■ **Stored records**
################
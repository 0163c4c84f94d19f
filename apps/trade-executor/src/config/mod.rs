//! Configuration module for the trade executor.
//!
//! Loads `config.yaml`, interpolates environment variables and validates
//! every section before anything touches the broker.
//!
//! # Usage
//!
//! ```rust,ignore
//! use trade_executor::config::load_config;
//!
//! // Load from default path (config.yaml)
//! let config = load_config(None)?;
//!
//! let kite = config.broker.to_kite_config();
//! let gate = config.market_hours.to_market_hours_config()?;
//! ```

mod broker;
mod execution;
mod market_hours;
mod observability;
mod risk;

use rust_decimal::Decimal;
use serde::{Deserialize, Serialize};
use thiserror::Error;

pub use broker::{BrokerConfig, BrokerRetryConfig};
pub use execution::ExecutionConfig;
pub use market_hours::MarketHoursSection;
pub use observability::ObservabilityConfig;
pub use risk::RiskConfig;

use crate::application::use_cases::BatchSettings;

/// Highest accepted per-plan risk percent.
const MAX_RISK_PERCENT: f64 = 5.0;

/// Configuration errors.
#[derive(Debug, Error)]
pub enum ConfigError {
    /// Failed to read configuration file.
    #[error("Failed to read config file '{path}': {source}")]
    ReadError {
        /// Path to the config file.
        path: String,
        /// The underlying IO error.
        source: std::io::Error,
    },

    /// Failed to parse YAML configuration.
    #[error("Failed to parse config YAML: {0}")]
    ParseError(#[from] serde_yaml_bw::Error),

    /// Configuration validation failed.
    #[error("Config validation failed: {0}")]
    ValidationError(String),

    /// Missing required environment variable.
    #[error("Missing required environment variable: {0}")]
    MissingEnvVar(String),
}

/// Root configuration structure.
#[derive(Debug, Clone, Default, Serialize, Deserialize)]
pub struct Config {
    /// Broker configuration.
    #[serde(default)]
    pub broker: BrokerConfig,
    /// Lifecycle timing and batch concurrency.
    #[serde(default)]
    pub execution: ExecutionConfig,
    /// Exchange trading window.
    #[serde(default)]
    pub market_hours: MarketHoursSection,
    /// Risk budget.
    #[serde(default)]
    pub risk: RiskConfig,
    /// Logging and metrics.
    #[serde(default)]
    pub observability: ObservabilityConfig,
}

impl Config {
    /// Batch settings derived from the execution and risk sections.
    pub fn batch_settings(&self) -> Result<BatchSettings, ConfigError> {
        Ok(BatchSettings {
            max_concurrent_plans: self.execution.max_concurrent_plans,
            default_risk_percent: self.risk.risk_percent()?,
            safety_margin: self.risk.safety_margin()?,
        })
    }

    /// Fail unless the broker API key is set.
    pub fn require_api_key(&self) -> Result<&str, ConfigError> {
        if self.broker.api_key.trim().is_empty() {
            return Err(ConfigError::MissingEnvVar("KITE_API_KEY".to_string()));
        }
        Ok(&self.broker.api_key)
    }
}

// ============================================
// Configuration Loading
// ============================================

/// Load configuration from a YAML file with environment variable interpolation.
///
/// # Arguments
///
/// * `path` - Optional path to the config file. Defaults to "config.yaml".
///
/// # Errors
///
/// Returns a `ConfigError` if the file cannot be read, parsed, or validated.
pub fn load_config(path: Option<&str>) -> Result<Config, ConfigError> {
    let path = path.unwrap_or("config.yaml");

    let contents = std::fs::read_to_string(path).map_err(|e| ConfigError::ReadError {
        path: path.to_string(),
        source: e,
    })?;

    load_config_from_string(&contents)
}

/// Load configuration from a YAML string (useful for testing).
///
/// # Errors
///
/// Returns a `ConfigError` if the YAML cannot be parsed or validated.
pub fn load_config_from_string(yaml: &str) -> Result<Config, ConfigError> {
    let interpolated = interpolate_env_vars(yaml);
    let config: Config = serde_yaml_bw::from_str(&interpolated)?;
    validate_config(&config)?;
    Ok(config)
}

/// Interpolate environment variables in a string.
///
/// Supports both `${VAR}` and `${VAR:-default}` syntax.
#[allow(clippy::expect_used)] // Regex is compile-time constant
fn interpolate_env_vars(input: &str) -> String {
    use std::sync::OnceLock;

    static ENV_VAR_REGEX: OnceLock<regex::Regex> = OnceLock::new();

    let re = ENV_VAR_REGEX.get_or_init(|| {
        regex::Regex::new(r"\$\{([A-Za-z_][A-Za-z0-9_]*)(?::-([^}]*))?\}")
            .expect("env var regex is valid")
    });

    re.replace_all(input, |cap: &regex::Captures<'_>| {
        let default_value = cap.get(2).map(|m| m.as_str());
        match std::env::var(&cap[1]) {
            Ok(v) if !v.is_empty() => v,
            _ => default_value.map_or_else(String::new, str::to_string),
        }
    })
    .into_owned()
}

/// Validate configuration values.
fn validate_config(config: &Config) -> Result<(), ConfigError> {
    let exec = &config.execution;
    if exec.poll_interval_ms == 0 {
        return Err(ConfigError::ValidationError(
            "execution.poll_interval_ms must be positive".to_string(),
        ));
    }
    if exec.poll_interval_ms >= exec.fill_timeout_secs.saturating_mul(1000) {
        return Err(ConfigError::ValidationError(
            "execution.poll_interval_ms must be shorter than execution.fill_timeout_secs"
                .to_string(),
        ));
    }
    if exec.max_concurrent_plans == 0 {
        return Err(ConfigError::ValidationError(
            "execution.max_concurrent_plans must be at least 1".to_string(),
        ));
    }

    config.market_hours.to_market_hours_config()?;

    let risk = config.risk.risk_percent()?;
    if risk <= Decimal::ZERO || config.risk.default_risk_percent > MAX_RISK_PERCENT {
        return Err(ConfigError::ValidationError(format!(
            "risk.default_risk_percent must be in (0, {MAX_RISK_PERCENT}]"
        )));
    }

    let margin = config.risk.safety_margin()?;
    if margin <= Decimal::ZERO || margin > Decimal::ONE {
        return Err(ConfigError::ValidationError(
            "risk.exposure_safety_margin must be in (0, 1]".to_string(),
        ));
    }

    if config.broker.retry.max_attempts == 0 {
        return Err(ConfigError::ValidationError(
            "broker.retry.max_attempts must be at least 1".to_string(),
        ));
    }
    if !(0.0..=1.0).contains(&config.broker.retry.jitter_factor) {
        return Err(ConfigError::ValidationError(
            "broker.retry.jitter_factor must be between 0.0 and 1.0".to_string(),
        ));
    }

    Ok(())
}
################
■ **Aim of the task**
Reproduce each line of the records in which "BrokerConfig" appears.

■ **Answer area**
pub use broker::{BrokerConfig, BrokerRetryConfig};
    pub broker: BrokerConfig,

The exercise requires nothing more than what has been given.